Problem requirements
Pull out each line of the data that includes the word "only".

[Start of Attachment]

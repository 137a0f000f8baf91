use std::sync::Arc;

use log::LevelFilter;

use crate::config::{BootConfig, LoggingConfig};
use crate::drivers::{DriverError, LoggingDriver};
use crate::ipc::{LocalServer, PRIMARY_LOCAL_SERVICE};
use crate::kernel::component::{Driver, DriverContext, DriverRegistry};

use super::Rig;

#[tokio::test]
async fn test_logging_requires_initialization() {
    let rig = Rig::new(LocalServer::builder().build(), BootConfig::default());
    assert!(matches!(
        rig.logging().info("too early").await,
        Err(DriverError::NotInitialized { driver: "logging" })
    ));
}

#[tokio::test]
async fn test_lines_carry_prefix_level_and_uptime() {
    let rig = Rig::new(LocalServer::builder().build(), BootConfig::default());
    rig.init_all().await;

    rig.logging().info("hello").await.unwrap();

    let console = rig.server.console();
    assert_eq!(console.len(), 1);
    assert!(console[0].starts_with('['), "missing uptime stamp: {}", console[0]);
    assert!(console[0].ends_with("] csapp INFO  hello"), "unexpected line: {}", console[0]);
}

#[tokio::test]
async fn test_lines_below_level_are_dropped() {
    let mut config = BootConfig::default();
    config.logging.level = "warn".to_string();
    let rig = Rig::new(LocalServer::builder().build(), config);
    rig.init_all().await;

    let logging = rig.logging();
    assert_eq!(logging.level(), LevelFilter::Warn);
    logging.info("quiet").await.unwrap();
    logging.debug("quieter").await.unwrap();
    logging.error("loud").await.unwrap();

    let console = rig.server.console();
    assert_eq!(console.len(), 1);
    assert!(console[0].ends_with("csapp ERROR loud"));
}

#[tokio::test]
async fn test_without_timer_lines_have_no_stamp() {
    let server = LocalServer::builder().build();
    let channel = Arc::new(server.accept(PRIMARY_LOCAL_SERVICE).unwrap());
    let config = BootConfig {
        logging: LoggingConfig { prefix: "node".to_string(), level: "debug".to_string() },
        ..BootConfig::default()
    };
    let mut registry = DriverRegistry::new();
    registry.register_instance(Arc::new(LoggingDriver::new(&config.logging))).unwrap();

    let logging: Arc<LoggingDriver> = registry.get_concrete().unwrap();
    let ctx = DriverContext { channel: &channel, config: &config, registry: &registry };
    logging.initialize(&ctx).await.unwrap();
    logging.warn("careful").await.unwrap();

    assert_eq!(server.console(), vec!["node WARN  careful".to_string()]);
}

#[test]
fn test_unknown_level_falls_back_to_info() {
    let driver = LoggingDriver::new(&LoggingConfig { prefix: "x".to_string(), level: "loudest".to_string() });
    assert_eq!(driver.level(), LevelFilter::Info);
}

[End of Attachment]
[Start of Attachment]

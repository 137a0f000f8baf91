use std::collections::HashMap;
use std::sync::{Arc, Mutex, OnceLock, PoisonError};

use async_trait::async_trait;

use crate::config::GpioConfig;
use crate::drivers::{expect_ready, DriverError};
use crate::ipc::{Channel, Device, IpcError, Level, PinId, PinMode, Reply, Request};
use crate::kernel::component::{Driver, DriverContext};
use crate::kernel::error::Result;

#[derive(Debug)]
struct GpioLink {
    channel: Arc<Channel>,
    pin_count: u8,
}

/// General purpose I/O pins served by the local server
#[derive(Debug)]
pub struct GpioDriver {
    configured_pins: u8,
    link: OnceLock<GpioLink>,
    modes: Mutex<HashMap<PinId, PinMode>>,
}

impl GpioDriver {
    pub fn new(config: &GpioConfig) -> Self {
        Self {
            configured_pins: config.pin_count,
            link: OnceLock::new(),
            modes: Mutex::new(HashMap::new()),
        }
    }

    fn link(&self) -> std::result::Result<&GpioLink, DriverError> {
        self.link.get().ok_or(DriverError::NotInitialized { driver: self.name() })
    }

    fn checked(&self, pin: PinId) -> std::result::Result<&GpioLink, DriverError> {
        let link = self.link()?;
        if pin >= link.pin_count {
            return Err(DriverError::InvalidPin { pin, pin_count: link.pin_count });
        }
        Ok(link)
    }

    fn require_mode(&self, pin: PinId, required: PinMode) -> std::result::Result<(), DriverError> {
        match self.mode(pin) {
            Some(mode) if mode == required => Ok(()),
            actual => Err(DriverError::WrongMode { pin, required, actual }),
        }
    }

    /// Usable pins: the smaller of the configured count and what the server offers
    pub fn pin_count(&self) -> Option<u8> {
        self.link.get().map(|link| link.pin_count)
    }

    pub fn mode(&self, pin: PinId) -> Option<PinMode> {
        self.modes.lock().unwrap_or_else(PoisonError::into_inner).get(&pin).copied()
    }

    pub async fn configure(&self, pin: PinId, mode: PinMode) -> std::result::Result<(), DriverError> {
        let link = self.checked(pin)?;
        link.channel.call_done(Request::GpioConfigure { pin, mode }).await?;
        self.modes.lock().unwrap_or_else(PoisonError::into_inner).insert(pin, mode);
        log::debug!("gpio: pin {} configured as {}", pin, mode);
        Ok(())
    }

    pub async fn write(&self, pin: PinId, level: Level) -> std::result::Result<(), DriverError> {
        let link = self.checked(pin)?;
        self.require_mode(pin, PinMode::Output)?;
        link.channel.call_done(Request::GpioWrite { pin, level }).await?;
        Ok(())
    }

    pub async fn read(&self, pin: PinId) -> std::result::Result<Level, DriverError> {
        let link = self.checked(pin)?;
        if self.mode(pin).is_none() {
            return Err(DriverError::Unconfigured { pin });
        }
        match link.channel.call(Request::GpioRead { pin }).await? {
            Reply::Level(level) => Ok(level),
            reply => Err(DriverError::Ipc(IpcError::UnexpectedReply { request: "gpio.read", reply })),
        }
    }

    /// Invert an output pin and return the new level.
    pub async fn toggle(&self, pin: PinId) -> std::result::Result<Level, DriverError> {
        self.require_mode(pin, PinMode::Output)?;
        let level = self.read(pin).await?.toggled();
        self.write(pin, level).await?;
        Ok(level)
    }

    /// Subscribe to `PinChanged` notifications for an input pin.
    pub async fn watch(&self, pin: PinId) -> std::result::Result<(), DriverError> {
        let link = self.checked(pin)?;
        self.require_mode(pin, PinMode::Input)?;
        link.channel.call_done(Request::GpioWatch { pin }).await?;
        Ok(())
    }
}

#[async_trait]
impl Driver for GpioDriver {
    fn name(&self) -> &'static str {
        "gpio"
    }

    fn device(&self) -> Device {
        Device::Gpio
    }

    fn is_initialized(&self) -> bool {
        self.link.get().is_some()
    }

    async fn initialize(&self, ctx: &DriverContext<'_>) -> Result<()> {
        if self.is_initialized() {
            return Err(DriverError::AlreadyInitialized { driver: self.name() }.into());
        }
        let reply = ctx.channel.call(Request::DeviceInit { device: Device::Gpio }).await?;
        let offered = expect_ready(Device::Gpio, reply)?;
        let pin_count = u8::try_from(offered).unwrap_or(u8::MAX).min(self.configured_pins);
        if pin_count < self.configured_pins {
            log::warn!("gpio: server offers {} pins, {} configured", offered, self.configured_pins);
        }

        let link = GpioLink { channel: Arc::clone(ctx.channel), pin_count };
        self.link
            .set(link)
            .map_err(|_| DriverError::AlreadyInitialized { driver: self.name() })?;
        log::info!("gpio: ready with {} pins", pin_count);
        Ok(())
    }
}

[End of Attachment]
[Start of Attachment]

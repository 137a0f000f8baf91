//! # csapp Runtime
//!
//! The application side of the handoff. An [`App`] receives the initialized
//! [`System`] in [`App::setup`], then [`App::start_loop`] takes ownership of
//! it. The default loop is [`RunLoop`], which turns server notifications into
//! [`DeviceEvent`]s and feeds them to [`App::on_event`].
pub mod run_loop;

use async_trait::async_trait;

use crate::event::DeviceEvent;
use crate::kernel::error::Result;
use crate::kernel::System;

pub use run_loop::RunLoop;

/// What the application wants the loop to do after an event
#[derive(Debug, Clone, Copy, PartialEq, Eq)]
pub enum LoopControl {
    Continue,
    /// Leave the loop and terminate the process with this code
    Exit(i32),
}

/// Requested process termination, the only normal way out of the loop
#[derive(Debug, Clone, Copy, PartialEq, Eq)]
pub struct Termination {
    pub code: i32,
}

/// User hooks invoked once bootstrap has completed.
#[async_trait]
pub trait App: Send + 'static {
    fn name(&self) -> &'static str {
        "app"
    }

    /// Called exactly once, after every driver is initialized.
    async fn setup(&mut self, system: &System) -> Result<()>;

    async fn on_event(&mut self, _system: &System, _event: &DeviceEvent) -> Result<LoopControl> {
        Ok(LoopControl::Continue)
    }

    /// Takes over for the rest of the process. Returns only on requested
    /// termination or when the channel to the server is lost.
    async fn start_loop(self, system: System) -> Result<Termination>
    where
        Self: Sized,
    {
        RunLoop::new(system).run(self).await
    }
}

[End of Attachment]

Solution for this problem
/// Requested process termination, the only normal way out of the loop
    /// Takes over for the rest of the process. Returns only on requested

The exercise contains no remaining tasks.